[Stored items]
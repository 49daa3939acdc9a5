//! Everything derived from one refresh cycle, built in one go.

use chrono::{DateTime, NaiveDate, Utc};
use std::collections::BTreeMap;
use std::path::PathBuf;
use tracing::info;

use crate::api::{
    CaseFigures, ChartSet, CountryList, DerivedMetrics, Figure, SnapshotRow, SummaryData,
    TableData,
};
use crate::models::{CountryTable, Metric, Series, ViewFilters, WideTable};
use crate::parsing::{parse_continents_file, parse_iso_codes_file, parse_series_file};
use crate::services::{aggregation, charts, dashboard, lookups, metrics, reshape, tables};
use crate::source::{DataPaths, SourceFile, SourceResult};

/// The four aggregated per-country tables.
#[derive(Debug, Clone, PartialEq)]
pub struct CaseTables {
    pub confirmed: CountryTable,
    pub recovered: CountryTable,
    pub deaths: CountryTable,
    pub active: CountryTable,
}

impl CaseTables {
    pub fn get(&self, metric: Metric) -> &CountryTable {
        match metric {
            Metric::Confirmed => &self.confirmed,
            Metric::Recovered => &self.recovered,
            Metric::Deaths => &self.deaths,
            Metric::Active => &self.active,
        }
    }
}

/// World series for each case category.
#[derive(Debug, Clone, PartialEq)]
pub struct CaseSeries {
    pub confirmed: Series,
    pub recovered: Series,
    pub deaths: Series,
    pub active: Series,
}

impl CaseSeries {
    pub fn from_tables(tables: &CaseTables) -> Self {
        Self {
            confirmed: reshape::global_series(&tables.confirmed),
            recovered: reshape::global_series(&tables.recovered),
            deaths: reshape::global_series(&tables.deaths),
            active: reshape::global_series(&tables.active),
        }
    }

    pub fn get(&self, metric: Metric) -> &Series {
        match metric {
            Metric::Confirmed => &self.confirmed,
            Metric::Recovered => &self.recovered,
            Metric::Deaths => &self.deaths,
            Metric::Active => &self.active,
        }
    }
}

/// What chart recomputation reads: tables, world series and the latest rows.
#[derive(Debug, Clone, PartialEq)]
pub struct CaseData {
    pub tables: CaseTables,
    pub global: CaseSeries,
    pub rows: Vec<SnapshotRow>,
}

impl CaseData {
    /// Aggregate the three raw series and derive the active table.
    pub fn from_wide(
        confirmed: &WideTable,
        recovered: &WideTable,
        deaths: &WideTable,
    ) -> SourceResult<Self> {
        let confirmed = aggregation::merge_countries(confirmed);
        let recovered = aggregation::merge_countries(recovered);
        let deaths = aggregation::merge_countries(deaths);
        let active = aggregation::derive_active(&confirmed, &recovered, &deaths)?;

        let rows = tables::snapshot_table(&confirmed, &recovered, &deaths, &active);
        let case_tables = CaseTables {
            confirmed,
            recovered,
            deaths,
            active,
        };
        Ok(Self {
            global: CaseSeries::from_tables(&case_tables),
            tables: case_tables,
            rows,
        })
    }

    pub fn as_of(&self) -> Option<NaiveDate> {
        self.tables.confirmed.latest_date()
    }

    pub fn metrics(&self) -> DerivedMetrics {
        metrics::compute_metrics(
            &self.global.confirmed,
            &self.global.recovered,
            &self.global.deaths,
            &self.global.active,
        )
    }
}

/// Parsed contents of the data directory.
#[derive(Debug, Clone)]
pub struct RawDataset {
    pub confirmed: WideTable,
    pub recovered: WideTable,
    pub deaths: WideTable,
    pub iso_codes: BTreeMap<String, String>,
    pub continents: Vec<(String, String)>,
}

impl RawDataset {
    pub fn read(paths: &DataPaths) -> SourceResult<Self> {
        Self::read_with_series(paths, &paths.series_paths())
    }

    /// Series from `series` (confirmed, recovered, deaths), lookups from
    /// their usual place in `paths`.
    pub fn read_with_series(paths: &DataPaths, series: &[PathBuf; 3]) -> SourceResult<Self> {
        let [confirmed, recovered, deaths] = series;
        Ok(Self {
            confirmed: parse_series_file(confirmed)?,
            recovered: parse_series_file(recovered)?,
            deaths: parse_series_file(deaths)?,
            iso_codes: parse_iso_codes_file(&paths.path(SourceFile::IsoCodes))?,
            continents: parse_continents_file(&paths.path(SourceFile::Continents))?,
        })
    }
}

/// Settings that shape the precomputed parts of a snapshot.
#[derive(Debug, Clone, PartialEq)]
pub struct SnapshotOptions {
    pub default_country: String,
    pub default_filters: ViewFilters,
}

impl Default for SnapshotOptions {
    fn default() -> Self {
        Self {
            default_country: "India".to_string(),
            default_filters: ViewFilters::default(),
        }
    }
}

/// Immutable bundle served until the next successful refresh.
#[derive(Debug, Clone)]
pub struct DatasetSnapshot {
    /// Assigned by the store on install.
    pub version: u64,
    /// Assigned by the store on install.
    pub refreshed_at: DateTime<Utc>,
    /// SHA-256 over the three series files.
    pub checksum: String,
    pub data: CaseData,
    pub summary: SummaryData,
    pub table: TableData,
    pub countries: CountryList,
    pub map: Figure,
    pub sunbursts: CaseFigures,
    pub default_filters: ViewFilters,
    pub default_charts: ChartSet,
}

impl DatasetSnapshot {
    /// Derive every view from parsed files.
    pub fn build(
        raw: &RawDataset,
        checksum: impl Into<String>,
        options: &SnapshotOptions,
    ) -> SourceResult<Self> {
        let data = CaseData::from_wide(&raw.confirmed, &raw.recovered, &raw.deaths)?;
        let as_of = data.as_of();

        let summary = metrics::summary_data(data.metrics());
        let table = tables::display_table(&data.rows, as_of);
        let countries = tables::country_list(&data.rows, &options.default_country);

        let iso_codes = lookups::iso_codes(&raw.iso_codes);
        let map = charts::world_map(&tables::map_rows(&data.rows, &iso_codes));

        let continents = lookups::continent_rows(&raw.continents);
        let breakdown = tables::continent_breakdown(&data.rows, &continents);
        let sunbursts = CaseFigures {
            confirmed: charts::sunburst_chart(&breakdown, Metric::Confirmed),
            recovered: charts::sunburst_chart(&breakdown, Metric::Recovered),
            deceased: charts::sunburst_chart(&breakdown, Metric::Deaths),
            active: charts::sunburst_chart(&breakdown, Metric::Active),
        };

        let default_charts = dashboard::compute_chart_set(&data, &options.default_filters);

        info!(
            countries = data.rows.len(),
            dates = data.tables.confirmed.dates.len(),
            as_of = ?as_of,
            corrections = lookups::CORRECTIONS_VERSION,
            "Built dataset snapshot"
        );

        Ok(Self {
            version: 0,
            refreshed_at: Utc::now(),
            checksum: checksum.into(),
            data,
            summary,
            table,
            countries,
            map,
            sunbursts,
            default_filters: options.default_filters.clone(),
            default_charts,
        })
    }

    /// Read the data directory and build.
    pub fn load(
        paths: &DataPaths,
        checksum: impl Into<String>,
        options: &SnapshotOptions,
    ) -> SourceResult<Self> {
        let raw = RawDataset::read(paths)?;
        Self::build(&raw, checksum, options)
    }

    /// Build from freshly downloaded series that are not in place yet.
    pub fn load_with_series(
        paths: &DataPaths,
        series: &[PathBuf; 3],
        checksum: impl Into<String>,
        options: &SnapshotOptions,
    ) -> SourceResult<Self> {
        let raw = RawDataset::read_with_series(paths, series)?;
        Self::build(&raw, checksum, options)
    }

    pub fn sunburst(&self, metric: Metric) -> &Figure {
        self.sunbursts.get(metric)
    }

    /// Whole hours since the refresh, for the "last updated" line.
    pub fn hours_since_refresh(&self, now: DateTime<Utc>) -> i64 {
        (now - self.refreshed_at).num_hours().max(0)
    }
}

__EXERCISE BRIEF__
Search the records above for "struct" and copy every line that has it.

__SOLUTION__
pub struct CaseTables {
pub struct CaseSeries {
pub struct CaseData {
pub struct RawDataset {
pub struct SnapshotOptions {
pub struct DatasetSnapshot {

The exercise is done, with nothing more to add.